# Work to be completed
Could you restate every record below word for word?
+++ Data records
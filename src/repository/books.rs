//! Books repository: executes the statements built by [`BookQuery`]

use sqlx::{Pool, Postgres};

use crate::{
    error::AppResult,
    models::{BookCounts, BookDetailRow, BookWithAuthor},
    query::{BookQuery, PageWindow},
};

#[derive(Clone)]
pub struct BooksRepository {
    pool: Pool<Postgres>,
}

impl BooksRepository {
    pub fn new(pool: Pool<Postgres>) -> Self {
        Self { pool }
    }

    /// Fetch one window of joined book rows
    pub async fn fetch(
        &self,
        query: &BookQuery,
        window: PageWindow,
    ) -> AppResult<Vec<BookWithAuthor>> {
        let mut qb = query.select_sql(window);
        tracing::debug!(
            sql = qb.sql(),
            offset = window.offset,
            limit = window.limit,
            "fetching books"
        );

        let rows = qb
            .build_query_as::<BookWithAuthor>()
            .fetch_all(&self.pool)
            .await?;

        Ok(rows)
    }

    pub async fn count(&self, query: &BookQuery) -> AppResult<BookCounts> {
        let mut qb = query.count_sql();
        tracing::debug!(sql = qb.sql(), "counting books");

        let counts = qb
            .build_query_as::<BookCounts>()
            .fetch_one(&self.pool)
            .await?;

        Ok(counts)
    }

    /// Book with its full author, or `None` when the id does not exist
    pub async fn get_by_id(&self, id: i64) -> AppResult<Option<BookDetailRow>> {
        let mut qb = BookQuery::detail_sql(id);

        let row = qb
            .build_query_as::<BookDetailRow>()
            .fetch_optional(&self.pool)
            .await?;

        Ok(row)
    }
}
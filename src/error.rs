//! Error types for Bookshelf server

use axum::{
    http::StatusCode,
    response::{IntoResponse, Response},
    Json,
};
use serde::Serialize;
use thiserror::Error;

/// Numeric error codes carried alongside the message in error bodies
#[derive(Debug, Clone, Copy, PartialEq, Eq)]
#[repr(u32)]
pub enum ErrorCode {
    Failure = 1,
    DbFailure = 3,
    BadValue = 18,
    NoSuchData = 20,
}

/// Main application error type
#[derive(Error, Debug)]
pub enum AppError {
    #[error("Not found: {0}")]
    NotFound(String),

    #[error("Validation error: {0}")]
    Validation(String),

    #[error("Database error: {0}")]
    Database(#[from] sqlx::Error),

    #[error("Internal server error: {0}")]
    Internal(String),
}

/// Error response body
#[derive(Serialize, utoipa::ToSchema)]
pub struct ErrorResponse {
    /// Human readable message; names the offending parameter for validation errors
    pub error: String,
    pub code: u32,
}

impl AppError {
    fn parts(&self) -> (StatusCode, ErrorCode, String) {
        match self {
            AppError::NotFound(msg) => (StatusCode::NOT_FOUND, ErrorCode::NoSuchData, msg.clone()),
            AppError::Validation(msg) => (StatusCode::BAD_REQUEST, ErrorCode::BadValue, msg.clone()),
            AppError::Database(e) => {
                tracing::error!("Database error: {:?}", e);
                (
                    StatusCode::INTERNAL_SERVER_ERROR,
                    ErrorCode::DbFailure,
                    "Database error".to_string(),
                )
            }
            AppError::Internal(msg) => {
                tracing::error!("Internal error: {}", msg);
                (
                    StatusCode::INTERNAL_SERVER_ERROR,
                    ErrorCode::Failure,
                    "Internal server error".to_string(),
                )
            }
        }
    }
}

impl IntoResponse for AppError {
    fn into_response(self) -> Response {
        let (status, code, message) = self.parts();

        let body = Json(ErrorResponse {
            error: message,
            code: code as u32,
        });

        (status, body).into_response()
    }
}

impl From<validator::ValidationErrors> for AppError {
    fn from(errors: validator::ValidationErrors) -> Self {
        AppError::Validation(errors.to_string())
    }
}

/// Result type alias for application operations
pub type AppResult<T> = Result<T, AppError>;
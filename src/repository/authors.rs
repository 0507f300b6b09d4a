//! Authors repository

use sqlx::{Pool, Postgres};

use crate::{
    error::AppResult,
    models::{AuthorWithBooks, PopularAuthor},
    query::{AuthorQuery, PageWindow},
};

#[derive(Clone)]
pub struct AuthorsRepository {
    pool: Pool<Postgres>,
}

impl AuthorsRepository {
    pub fn new(pool: Pool<Postgres>) -> Self {
        Self { pool }
    }

    pub async fn fetch(
        &self,
        query: &AuthorQuery,
        window: PageWindow,
    ) -> AppResult<Vec<AuthorWithBooks>> {
        let mut qb = query.select_sql(window);
        tracing::debug!(sql = qb.sql(), "fetching authors");

        let authors = qb
            .build_query_as::<AuthorWithBooks>()
            .fetch_all(&self.pool)
            .await?;

        Ok(authors)
    }

    pub async fn count(&self, query: &AuthorQuery) -> AppResult<i64> {
        let mut qb = query.count_sql();

        let total: i64 = qb.build_query_scalar::<i64>().fetch_one(&self.pool).await?;

        Ok(total)
    }

    pub async fn popular(&self) -> AppResult<Vec<PopularAuthor>> {
        let mut qb = AuthorQuery::popular_sql();

        let authors = qb
            .build_query_as::<PopularAuthor>()
            .fetch_all(&self.pool)
            .await?;

        Ok(authors)
    }
}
++++++
# Expected answer
filename src/repository/books.rs
//! Books repository: executes the statements built by [`BookQuery`]

use sqlx::{Pool, Postgres};

use crate::{
    error::AppResult,
    models::{BookCounts, BookDetailRow, BookWithAuthor},
    query::{BookQuery, PageWindow},
};

#[derive(Clone)]
pub struct BooksRepository {
    pool: Pool<Postgres>,
}

impl BooksRepository {
    pub fn new(pool: Pool<Postgres>) -> Self {
        Self { pool }
    }

    /// Fetch one window of joined book rows
    pub async fn fetch(
        &self,
        query: &BookQuery,
        window: PageWindow,
    ) -> AppResult<Vec<BookWithAuthor>> {
        let mut qb = query.select_sql(window);
        tracing::debug!(
            sql = qb.sql(),
            offset = window.offset,
            limit = window.limit,
            "fetching books"
        );

        let rows = qb
            .build_query_as::<BookWithAuthor>()
            .fetch_all(&self.pool)
            .await?;

        Ok(rows)
    }

    pub async fn count(&self, query: &BookQuery) -> AppResult<BookCounts> {
        let mut qb = query.count_sql();
        tracing::debug!(sql = qb.sql(), "counting books");

        let counts = qb
            .build_query_as::<BookCounts>()
            .fetch_one(&self.pool)
            .await?;

        Ok(counts)
    }

    /// Book with its full author, or `None` when the id does not exist
    pub async fn get_by_id(&self, id: i64) -> AppResult<Option<BookDetailRow>> {
        let mut qb = BookQuery::detail_sql(id);

        let row = qb
            .build_query_as::<BookDetailRow>()
            .fetch_optional(&self.pool)
            .await?;

        Ok(row)
    }
}
filename src/error.rs
//! Error types for Bookshelf server

use axum::{
    http::StatusCode,
    response::{IntoResponse, Response},
    Json,
};
use serde::Serialize;
use thiserror::Error;

/// Numeric error codes carried alongside the message in error bodies
#[derive(Debug, Clone, Copy, PartialEq, Eq)]
#[repr(u32)]
pub enum ErrorCode {
    Failure = 1,
    DbFailure = 3,
    BadValue = 18,
    NoSuchData = 20,
}

/// Main application error type
#[derive(Error, Debug)]
pub enum AppError {
    #[error("Not found: {0}")]
    NotFound(String),

    #[error("Validation error: {0}")]
    Validation(String),

    #[error("Database error: {0}")]
    Database(#[from] sqlx::Error),

    #[error("Internal server error: {0}")]
    Internal(String),
}

/// Error response body
#[derive(Serialize, utoipa::ToSchema)]
pub struct ErrorResponse {
    /// Human readable message; names the offending parameter for validation errors
    pub error: String,
    pub code: u32,
}

impl AppError {
    fn parts(&self) -> (StatusCode, ErrorCode, String) {
        match self {
            AppError::NotFound(msg) => (StatusCode::NOT_FOUND, ErrorCode::NoSuchData, msg.clone()),
            AppError::Validation(msg) => (StatusCode::BAD_REQUEST, ErrorCode::BadValue, msg.clone()),
            AppError::Database(e) => {
                tracing::error!("Database error: {:?}", e);
                (
                    StatusCode::INTERNAL_SERVER_ERROR,
                    ErrorCode::DbFailure,
                    "Database error".to_string(),
                )
            }
            AppError::Internal(msg) => {
                tracing::error!("Internal error: {}", msg);
                (
                    StatusCode::INTERNAL_SERVER_ERROR,
                    ErrorCode::Failure,
                    "Internal server error".to_string(),
                )
            }
        }
    }
}

impl IntoResponse for AppError {
    fn into_response(self) -> Response {
        let (status, code, message) = self.parts();

        let body = Json(ErrorResponse {
            error: message,
            code: code as u32,
        });

        (status, body).into_response()
    }
}

impl From<validator::ValidationErrors> for AppError {
    fn from(errors: validator::ValidationErrors) -> Self {
        AppError::Validation(errors.to_string())
    }
}

/// Result type alias for application operations
pub type AppResult<T> = Result<T, AppError>;
filename src/repository/authors.rs
repository 0507f300b6b09d4a
//! Authors repository

use sqlx::{Pool, Postgres};

use crate::{
    error::AppResult,
    models::{AuthorWithBooks, PopularAuthor},
    query::{AuthorQuery, PageWindow},
};

#[derive(Clone)]
pub struct AuthorsRepository {
    pool: Pool<Postgres>,
}

impl AuthorsRepository {
    pub fn new(pool: Pool<Postgres>) -> Self {
        Self { pool }
    }

    pub async fn fetch(
        &self,
        query: &AuthorQuery,
        window: PageWindow,
    ) -> AppResult<Vec<AuthorWithBooks>> {
        let mut qb = query.select_sql(window);
        tracing::debug!(sql = qb.sql(), "fetching authors");

        let authors = qb
            .build_query_as::<AuthorWithBooks>()
            .fetch_all(&self.pool)
            .await?;

        Ok(authors)
    }

    pub async fn count(&self, query: &AuthorQuery) -> AppResult<i64> {
        let mut qb = query.count_sql();

        let total: i64 = qb.build_query_scalar::<i64>().fetch_one(&self.pool).await?;

        Ok(total)
    }

    pub async fn popular(&self) -> AppResult<Vec<PopularAuthor>> {
        let mut qb = AuthorQuery::popular_sql();

        let authors = qb
            .build_query_as::<PopularAuthor>()
            .fetch_all(&self.pool)
            .await?;

        Ok(authors)
    }
}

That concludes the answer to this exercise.